2009年11月6日金曜日

「業務の可視化、は誰の責任か」という問いから考えた事 (2)

昨日の投稿をざっと見返してみると冗長な表現が多く、少し落ち込みました。


さて、ややもすればコンサルティングの価値の源泉の1つとも言えそうな「業務の可視化能力」「抽象的な評価能力・表現力」のようなものが、実はより単純そうに見える「表記ルールの遵守」ができるかどうかに依っているように見える。そして、その見かけ上の矛盾は、実は「表記ルールの遵守」というのが意外に難しいってことで説明がつくのではないかと思っています、というところまでご説明したところでした。

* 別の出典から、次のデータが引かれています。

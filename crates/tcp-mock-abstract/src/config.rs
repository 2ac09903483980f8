use std::path::PathBuf;

use serde::{Deserialize, Serialize};

pub const DEFAULT_PORT: u16 = 27015;

#[derive(Debug, Clone, Serialize, Deserialize, PartialEq, Eq)]
pub struct MockConfig {
    /// Host the client connects to.
    pub host: String,
    /// TCP port the server listens on and the client connects to.
    pub port: u16,
    /// Source port stamped into client segments.
    pub client_port: u16,
    /// Source port stamped into server segments.
    pub server_port: u16,
    /// Seed for initial sequence numbers. Random when absent.
    pub seed: Option<u64>,
    /// Directory receiving `client.out` / `server.out`.
    pub log_dir: PathBuf,
}

impl Default for MockConfig {
    fn default() -> Self {
        Self {
            host: "127.0.0.1".to_string(),
            port: DEFAULT_PORT,
            client_port: DEFAULT_PORT,
            server_port: DEFAULT_PORT,
            seed: None,
            log_dir: PathBuf::from("."),
        }
    }
}

/// Partial configuration, as read from a TOML file.
#[derive(Deserialize, Debug, Clone, Default)]
#[serde(deny_unknown_fields)]
pub struct MockConfigOverride {
    pub host: Option<String>,
    pub port: Option<u16>,
    pub client_port: Option<u16>,
    pub server_port: Option<u16>,
    pub seed: Option<u64>,
    pub log_dir: Option<PathBuf>,
}

impl MockConfigOverride {
    pub fn apply_to(&self, config: &mut MockConfig) {
        if let Some(v) = &self.host {
            config.host = v.clone();
        }
        if let Some(v) = self.port {
            config.port = v;
        }
        if let Some(v) = self.client_port {
            config.client_port = v;
        }
        if let Some(v) = self.server_port {
            config.server_port = v;
        }
        if let Some(v) = self.seed {
            config.seed = Some(v);
        }
        if let Some(v) = &self.log_dir {
            config.log_dir = v.clone();
        }
    }
}
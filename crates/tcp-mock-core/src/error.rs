use std::fmt;
use std::io;

use tcp_mock_abstract::Flag;
use thiserror::Error;

/// One message of the open or close exchange, named from the initiator's point of view.
#[derive(Debug, Clone, Copy, PartialEq, Eq)]
pub enum Step {
    ConnRequest,
    ConnGranted,
    ConnAck,
    CloseRequest,
    CloseAck,
    PeerCloseRequest,
    FinalCloseAck,
}

impl Step {
    /// Label used when the segment is shown to a human.
    pub fn title(self) -> &'static str {
        match self {
            Step::ConnRequest => "connection request",
            Step::ConnGranted => "connection granted",
            Step::ConnAck => "connection acknowledgment",
            Step::CloseRequest | Step::PeerCloseRequest => "close request",
            Step::CloseAck | Step::FinalCloseAck => "close acknowledgment",
        }
    }
}

impl fmt::Display for Step {
    fn fmt(&self, f: &mut fmt::Formatter<'_>) -> fmt::Result {
        let name = match self {
            Step::ConnRequest => "conn request",
            Step::ConnGranted => "conn granted",
            Step::ConnAck => "conn ack",
            Step::CloseRequest => "close request",
            Step::CloseAck => "close ack",
            Step::PeerCloseRequest => "peer close request",
            Step::FinalCloseAck => "final close ack",
        };
        f.write_str(name)
    }
}

#[derive(Debug, Clone, Copy, PartialEq, Eq)]
pub enum IoOp {
    Send,
    Receive,
}

impl fmt::Display for IoOp {
    fn fmt(&self, f: &mut fmt::Formatter<'_>) -> fmt::Result {
        match self {
            IoOp::Send => f.write_str("sent"),
            IoOp::Receive => f.write_str("received"),
        }
    }
}

fn disconnect_note(op: &IoOp, actual: &usize) -> &'static str {
    if *op == IoOp::Receive && *actual == 0 {
        " (peer disconnected)"
    } else {
        ""
    }
}

fn flag_state(expected_set: &bool) -> &'static str {
    if *expected_set { "not set" } else { "unexpectedly set" }
}

/// Why an exchange stopped. Every variant is terminal.
#[derive(Debug, Error)]
pub enum ExchangeError {
    #[error("{step}: {op} {actual}/{expected} bytes{}", disconnect_note(.op, .actual))]
    ShortIo {
        step: Step,
        op: IoOp,
        expected: usize,
        actual: usize,
    },

    #[error("{step}: channel error")]
    Io {
        step: Step,
        op: IoOp,
        #[source]
        source: io::Error,
    },

    #[error("{step}: invalid checksum (carried 0x{carried:04X}, computed 0x{computed:04X})")]
    ChecksumMismatch {
        step: Step,
        carried: u16,
        computed: u16,
    },

    #[error("{step}: sequence {actual} != expected {expected}")]
    SequenceMismatch {
        step: Step,
        expected: u32,
        actual: u32,
    },

    #[error("{step}: ack {actual} != expected {expected}")]
    AcknowledgmentMismatch {
        step: Step,
        expected: u32,
        actual: u32,
    },

    #[error("{step}: {flag} {}", flag_state(.expected_set))]
    FlagMismatch {
        step: Step,
        flag: Flag,
        expected_set: bool,
    },
}

impl ExchangeError {
    pub fn step(&self) -> Step {
        match self {
            ExchangeError::ShortIo { step, .. }
            | ExchangeError::Io { step, .. }
            | ExchangeError::ChecksumMismatch { step, .. }
            | ExchangeError::SequenceMismatch { step, .. }
            | ExchangeError::AcknowledgmentMismatch { step, .. }
            | ExchangeError::FlagMismatch { step, .. } => *step,
        }
    }

    /// True when the peer closed the stream before a segment arrived.
    pub fn is_peer_disconnect(&self) -> bool {
        matches!(
            self,
            ExchangeError::ShortIo {
                op: IoOp::Receive,
                actual: 0,
                ..
            }
        )
    }
}

pub type Result<T> = std::result::Result<T, ExchangeError>;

業務の可視化というお仕事の成果物は、多くの場合フロー図です。(マジカは非常に美しい例外だと考えるべきだと思います。少なくとも今この瞬間においては)。そして、フロー図そのものが作業のゴールであることというのは非常に稀です。フロー図に従って、業務を分析する、新しい業務に切り替えてもらう、システムを設計する、などの後続の作業があるのが普通です。そして、それらの目的をかなえるためだけであれば、何も細かく表記ルールに準じている必要はないとも言えます。実際、細かい文書作成に時間をとられるくらいなら開発作業を先に進めましょう、という提言には十分な説得力があります。


したがって、「表記ルールの遵守」というのは、多くの場合「絶対にやらなければならないこと」とは思われていない、ということが言えそうです。そして、そのことが難易度を上げ、できない人を生み出しているのではないかと思うのです。


「絶対にやらなければければならない」という認識がなければ、細かい表記ルールに気を配ったり、既に書いてしまった成果物との整合性を常にチェックして矛盾を回避したり、という地味な作業にはどうしたって力が入りません。その意味で「表記ルールの遵守」を「絶対にやらなければならないこと」だと思えるかどうかが、業務の可視化スキルの有無を決定づけているのではないでしょうか。


いわゆるコンサルタントと呼ばれる人間が、お客様側の担当の方やSEと呼ばれる人達に比べて業務の可視化というジャンルでアドバンテージを持てるのだとすると、その理由には2つあるのではないかと思います。1つは、フロー図そのものが仕事上の最終成果であるケースがままあるということです。お客様担当者であればその先の業務そのものが、SEであればシステムの開発が、より上位のゴールとして見えています。もちろん、コンサルタントもより上位の目的を忘れないように心がけているはずですし、むしろそう言う視点も価値の源泉の1つであるとされることも多いと思うのですが、フロー図を作った時点で納品、その成果物の品質で仕事の評価が決まってしまう、というプレッシャが後続タスクが明示されていない分だけより大きくなるはずです。そのため、フロー図の世界の中での品質を追求する=表記ルールも極力重視する、という結果に繋がります。


もう1つは、陳腐な例えですが、いわゆる”煉瓦を積む人”のようなお話です。やはりコンサルタントの方が、そうでない人に比べて「表記ルールの遵守」がプロジェクトの成功確率を押し上げる、というある種教科書的なテーゼをちゃんと信じている、という傾向があると思います。何故その表記ルールが制定されているのかという背景を理解し、そのことにより将来のどういうリスクを抑えているのか、ということを踏まえた上で作業を行います。そのため、単純に強制される作業ルールとして「表記ルール」を課されているという立場の作業者に比べると相対的に遵守レベルは高くなることが期待できます。(この辺りは、細かく1対1でルールの意味を咀嚼しているとは限らず、人によっては感性でその意義を嗅ぎ取っているとしか思えないようなケースも多々ありますが)


逆に言うと、それが自身の評価に繋がるという環境があり、またルールを遵守することが成功に繋がるという理論的バックボーンに対する信頼感を寄せていない限りは、「表記ルールの遵守」というのは中々難しいことなのではないかと思うわけです。


くどい話を続けた上で最後は精神論か、と言われてしまいそうですが、私は以上のような理由から、「業務の可視化」を実行できるかどうかは個別の知識や技能によるというよりも、むしろコンサルタントですとかビジネスアナリストなどの役割を与え、その役割の意義をしっかりと理解させられているか、という点に大きく依存するだろうと考えています。そしてその役割に耐えられるかどうかが弊社のメンバに期待する条件の1つともなっています。


#でも、例えば中途採用の面接でその対応力が計れるかというと、難しいんですよね。。。